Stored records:
--*--

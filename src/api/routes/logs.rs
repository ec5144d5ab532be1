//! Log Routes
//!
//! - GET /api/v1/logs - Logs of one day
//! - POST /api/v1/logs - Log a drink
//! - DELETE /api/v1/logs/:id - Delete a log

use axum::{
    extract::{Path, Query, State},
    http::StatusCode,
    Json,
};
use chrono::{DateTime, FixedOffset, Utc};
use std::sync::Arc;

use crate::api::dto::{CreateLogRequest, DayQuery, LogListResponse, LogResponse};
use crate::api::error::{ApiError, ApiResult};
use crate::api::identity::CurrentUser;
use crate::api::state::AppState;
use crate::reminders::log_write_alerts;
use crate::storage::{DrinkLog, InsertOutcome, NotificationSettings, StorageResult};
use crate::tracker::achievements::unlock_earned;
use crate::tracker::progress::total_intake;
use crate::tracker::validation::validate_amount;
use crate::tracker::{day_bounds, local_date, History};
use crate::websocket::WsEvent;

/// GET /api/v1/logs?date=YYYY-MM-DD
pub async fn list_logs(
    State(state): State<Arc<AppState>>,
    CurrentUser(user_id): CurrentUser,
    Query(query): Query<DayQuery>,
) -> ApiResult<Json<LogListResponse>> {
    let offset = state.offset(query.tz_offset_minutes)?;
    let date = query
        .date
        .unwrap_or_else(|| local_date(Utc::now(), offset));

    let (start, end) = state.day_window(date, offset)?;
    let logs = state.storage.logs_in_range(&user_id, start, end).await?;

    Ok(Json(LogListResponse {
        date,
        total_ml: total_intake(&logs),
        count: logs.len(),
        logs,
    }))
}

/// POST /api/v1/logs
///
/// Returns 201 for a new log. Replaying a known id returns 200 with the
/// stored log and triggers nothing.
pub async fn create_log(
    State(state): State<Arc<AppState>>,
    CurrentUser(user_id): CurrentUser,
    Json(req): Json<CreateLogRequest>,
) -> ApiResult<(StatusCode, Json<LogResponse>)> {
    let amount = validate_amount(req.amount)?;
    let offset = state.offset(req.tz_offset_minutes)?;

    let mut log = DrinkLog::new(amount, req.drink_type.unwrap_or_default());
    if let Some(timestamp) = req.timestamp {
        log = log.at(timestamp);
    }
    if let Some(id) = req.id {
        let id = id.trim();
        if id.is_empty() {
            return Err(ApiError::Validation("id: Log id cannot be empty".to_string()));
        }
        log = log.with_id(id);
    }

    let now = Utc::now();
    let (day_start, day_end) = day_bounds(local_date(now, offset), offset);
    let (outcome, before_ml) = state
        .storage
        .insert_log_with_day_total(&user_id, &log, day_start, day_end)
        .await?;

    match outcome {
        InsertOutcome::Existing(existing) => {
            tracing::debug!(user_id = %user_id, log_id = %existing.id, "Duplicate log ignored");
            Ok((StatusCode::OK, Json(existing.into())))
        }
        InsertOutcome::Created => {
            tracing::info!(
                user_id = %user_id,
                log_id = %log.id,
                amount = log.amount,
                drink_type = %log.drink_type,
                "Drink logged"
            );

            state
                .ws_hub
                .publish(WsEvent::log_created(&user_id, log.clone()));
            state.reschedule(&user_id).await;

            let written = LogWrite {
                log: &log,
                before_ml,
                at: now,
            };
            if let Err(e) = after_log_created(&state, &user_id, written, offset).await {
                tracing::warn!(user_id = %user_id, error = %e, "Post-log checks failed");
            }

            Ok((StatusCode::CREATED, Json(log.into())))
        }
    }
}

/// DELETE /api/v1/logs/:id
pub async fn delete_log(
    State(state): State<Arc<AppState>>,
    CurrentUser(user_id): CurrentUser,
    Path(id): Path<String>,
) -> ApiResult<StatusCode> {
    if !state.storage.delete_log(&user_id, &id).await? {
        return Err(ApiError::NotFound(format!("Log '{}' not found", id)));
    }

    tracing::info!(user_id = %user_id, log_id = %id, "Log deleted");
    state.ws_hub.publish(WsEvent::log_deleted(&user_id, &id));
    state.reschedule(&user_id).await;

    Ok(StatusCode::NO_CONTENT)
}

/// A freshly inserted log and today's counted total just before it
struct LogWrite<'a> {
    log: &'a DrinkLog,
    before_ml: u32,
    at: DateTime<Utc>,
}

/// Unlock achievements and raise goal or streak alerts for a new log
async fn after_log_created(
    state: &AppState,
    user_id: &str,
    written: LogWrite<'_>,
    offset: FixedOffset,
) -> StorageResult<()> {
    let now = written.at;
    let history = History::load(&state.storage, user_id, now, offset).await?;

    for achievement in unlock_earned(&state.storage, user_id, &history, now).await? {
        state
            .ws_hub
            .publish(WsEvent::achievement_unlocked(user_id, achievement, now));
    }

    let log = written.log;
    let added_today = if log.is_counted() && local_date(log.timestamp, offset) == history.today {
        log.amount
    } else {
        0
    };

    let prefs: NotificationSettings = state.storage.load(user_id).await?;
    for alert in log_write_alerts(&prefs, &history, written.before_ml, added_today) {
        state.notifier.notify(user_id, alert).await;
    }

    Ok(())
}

--*--

■ Task instructions ■
Go through the records above, find each line with the string "StatusCode", and copy it.

■ Written answer ■
    http::StatusCode,
) -> ApiResult<(StatusCode, Json<LogResponse>)> {
            Ok((StatusCode::OK, Json(existing.into())))
            Ok((StatusCode::CREATED, Json(log.into())))
) -> ApiResult<StatusCode> {
    Ok(StatusCode::NO_CONTENT)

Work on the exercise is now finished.